My life has pretty much sucked.
Troubled mother, no father, poverty, molested as a child, tormented in school, depression, anxiety, too much pressure to do well in life from family, friends and myself, auto immune disease, can’t seem to find decent friends etc. etc.
Often since I was a teenager have I wanted to end this, to put an end to this constant stream of suffering that just keeps piling on but obviously I’m still here so I haven’t done it yet. Most often I find myself living because of the people around me, not particularly because I want to or enjoy it but because it is expected of me and it would do a number on my family if I offed myself.

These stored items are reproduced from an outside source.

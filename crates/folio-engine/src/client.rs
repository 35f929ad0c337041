// SPDX-FileCopyrightText: 2026 Folio Contributors
// SPDX-License-Identifier: MIT OR Apache-2.0

//! HTTP client for the local OpenAI-compatible inference runtime.
//!
//! Handles request construction, streaming responses, health pings, and
//! transient error retry.

use std::time::Duration;

use folio_core::{DeltaStream, EngineStatus, FolioError};
use tracing::{debug, warn};

use crate::sse;
use crate::types::{ApiErrorResponse, CompletionRequest};

/// HTTP client for local runtime communication.
///
/// Manages connection pooling and retry logic for transient errors
/// (429, 500, 503).
#[derive(Debug, Clone)]
pub struct RuntimeClient {
    client: reqwest::Client,
    base_url: String,
    request_timeout: Duration,
    max_retries: u32,
}

impl RuntimeClient {
    /// Creates a new runtime client.
    pub fn new(base_url: String, request_timeout: Duration) -> Result<Self, FolioError> {
        let client = reqwest::Client::builder()
            .timeout(request_timeout)
            .build()
            .map_err(|e| FolioError::Engine {
                message: format!("failed to build HTTP client: {e}"),
                source: Some(Box::new(e)),
            })?;

        Ok(Self {
            client,
            base_url: base_url.trim_end_matches('/').to_string(),
            request_timeout,
            max_retries: 1,
        })
    }

    /// Sends a streaming chat completion request and returns the delta stream.
    ///
    /// On transient errors (429, 500, 503), retries once after a 1-second delay.
    pub async fn stream_completion(
        &self,
        request: &CompletionRequest,
    ) -> Result<DeltaStream, FolioError> {
        let url = format!("{}/v1/chat/completions", self.base_url);
        let mut last_error = None;

        for attempt in 0..=self.max_retries {
            if attempt > 0 {
                warn!(attempt, "retrying streaming request after transient error");
                tokio::time::sleep(Duration::from_secs(1)).await;
            }

            let response = self
                .client
                .post(&url)
                .json(request)
                .send()
                .await
                .map_err(|e| {
                    if e.is_timeout() {
                        FolioError::Timeout {
                            duration: self.request_timeout,
                        }
                    } else {
                        FolioError::Engine {
                            message: format!("HTTP request failed: {e}"),
                            source: Some(Box::new(e)),
                        }
                    }
                })?;

            let status = response.status();
            debug!(status = %status, attempt, "streaming response received");

            if status.is_success() {
                return Ok(sse::parse_delta_stream(response));
            }

            if is_transient_error(status) && attempt < self.max_retries {
                let body = response.text().await.unwrap_or_default();
                warn!(status = %status, body = %body, "transient error, will retry");
                last_error = Some(FolioError::engine(format!(
                    "runtime returned {status}: {body}"
                )));
                continue;
            }

            // Non-transient error or exhausted retries.
            let body = response.text().await.unwrap_or_default();
            let message = if let Ok(api_err) = serde_json::from_str::<ApiErrorResponse>(&body) {
                format!(
                    "runtime error ({}): {}",
                    api_err.error.type_, api_err.error.message
                )
            } else {
                format!("runtime returned {status}: {body}")
            };
            return Err(FolioError::engine(message));
        }

        Err(last_error
            .unwrap_or_else(|| FolioError::engine("streaming request failed after retries")))
    }

    /// Pings the runtime's health endpoint.
    pub async fn health(&self) -> Result<EngineStatus, FolioError> {
        let url = format!("{}/health", self.base_url);
        match self.client.get(&url).send().await {
            Ok(response) if response.status().is_success() => Ok(EngineStatus::Healthy),
            Ok(response) => Ok(EngineStatus::Degraded(format!(
                "health endpoint returned {}",
                response.status()
            ))),
            Err(e) => Ok(EngineStatus::Unhealthy(format!("runtime unreachable: {e}"))),
        }
    }
}

/// Whether an HTTP status warrants a single retry.
fn is_transient_error(status: reqwest::StatusCode) -> bool {
    matches!(status.as_u16(), 429 | 500 | 503)
}

#[cfg(test)]
mod tests {
    use super::*;
    use folio_core::{ChatMessage, Role};
    use futures::StreamExt;
    use wiremock::matchers::{method, path};
    use wiremock::{Mock, MockServer, ResponseTemplate};

    fn request() -> CompletionRequest {
        CompletionRequest {
            model: "tiny".into(),
            messages: vec![ChatMessage {
                role: Role::User,
                content: "hi".into(),
            }],
            max_tokens: 64,
            stream: true,
        }
    }

    async fn client_for(server: &MockServer) -> RuntimeClient {
        RuntimeClient::new(server.uri(), Duration::from_secs(5)).unwrap()
    }

    #[tokio::test]
    async fn successful_stream_yields_fragments() {
        let server = MockServer::start().await;
        let sse = concat!(
            "data: {\"choices\":[{\"delta\":{\"content\":\"ok\"},\"finish_reason\":null}]}\n\n",
            "data: [DONE]\n\n",
        );
        Mock::given(method("POST"))
            .and(path("/v1/chat/completions"))
            .respond_with(
                ResponseTemplate::new(200)
                    .insert_header("content-type", "text/event-stream")
                    .set_body_string(sse),
            )
            .mount(&server)
            .await;

        let client = client_for(&server).await;
        let mut stream = client.stream_completion(&request()).await.unwrap();
        let first = stream.next().await.unwrap().unwrap();
        assert_eq!(first.content.as_deref(), Some("ok"));
    }

    #[tokio::test]
    async fn transient_error_retried_once() {
        let server = MockServer::start().await;
        Mock::given(method("POST"))
            .and(path("/v1/chat/completions"))
            .respond_with(ResponseTemplate::new(503))
            .up_to_n_times(1)
            .mount(&server)
            .await;
        Mock::given(method("POST"))
            .and(path("/v1/chat/completions"))
            .respond_with(
                ResponseTemplate::new(200)
                    .insert_header("content-type", "text/event-stream")
                    .set_body_string("data: [DONE]\n\n"),
            )
            .mount(&server)
            .await;

        let client = client_for(&server).await;
        let mut stream = client.stream_completion(&request()).await.unwrap();
        let last = stream.next().await.unwrap().unwrap();
        assert!(last.done);
    }

    #[tokio::test]
    async fn non_transient_error_fails_with_api_message() {
        let server = MockServer::start().await;
        Mock::given(method("POST"))
            .respond_with(ResponseTemplate::new(404).set_body_string(
                r#"{"error":{"type":"model_not_found","message":"no such model"}}"#,
            ))
            .mount(&server)
            .await;

        let client = client_for(&server).await;
        let err = match client.stream_completion(&request()).await {
            Ok(_) => panic!("expected stream_completion to fail"),
            Err(err) => err,
        };
        assert!(err.to_string().contains("model_not_found"));
    }

    #[tokio::test]
    async fn health_reports_unreachable_runtime() {
        // Bind-then-drop leaves a port nothing is listening on. A pooled
        // wiremock server keeps its listener alive after drop, so use a
        // plain TcpListener instead.
        let listener = std::net::TcpListener::bind("127.0.0.1:0").unwrap();
        let uri = format!("http://{}", listener.local_addr().unwrap());
        drop(listener);

        let client = RuntimeClient::new(uri, Duration::from_secs(1)).unwrap();
        let status = client.health().await.unwrap();
        assert!(matches!(status, EngineStatus::Unhealthy(_)));
    }

    #[tokio::test]
    async fn health_ok_when_endpoint_responds() {
        let server = MockServer::start().await;
        Mock::given(method("GET"))
            .and(path("/health"))
            .respond_with(ResponseTemplate::new(200))
            .mount(&server)
            .await;

        let client = client_for(&server).await;
        assert_eq!(client.health().await.unwrap(), EngineStatus::Healthy);
    }
}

But I wish I could just get to choose to die and stop this because this is too hard. I just get fed up with this constant battling, who wants to live life battling against gale force winds? At least I’m not enjoying it all that much…
I’m about to give up on this life for the umpteenth time…
2 comments
When to say when???? ……..that’s such a great question.
I personally think that should go down as one of the great wonders of the world.
Ambivalence
Idon’t think that I have the emotional fortitude to deal with life’s challenges. Regardless of your ultimate decision on whether to live or to die……I want u to know I care for you & I truly do wish you nothing but the best.
Travel Well My Friend
Please don’t give up hun. Life can be tough sometimes, but you have to keep fighting.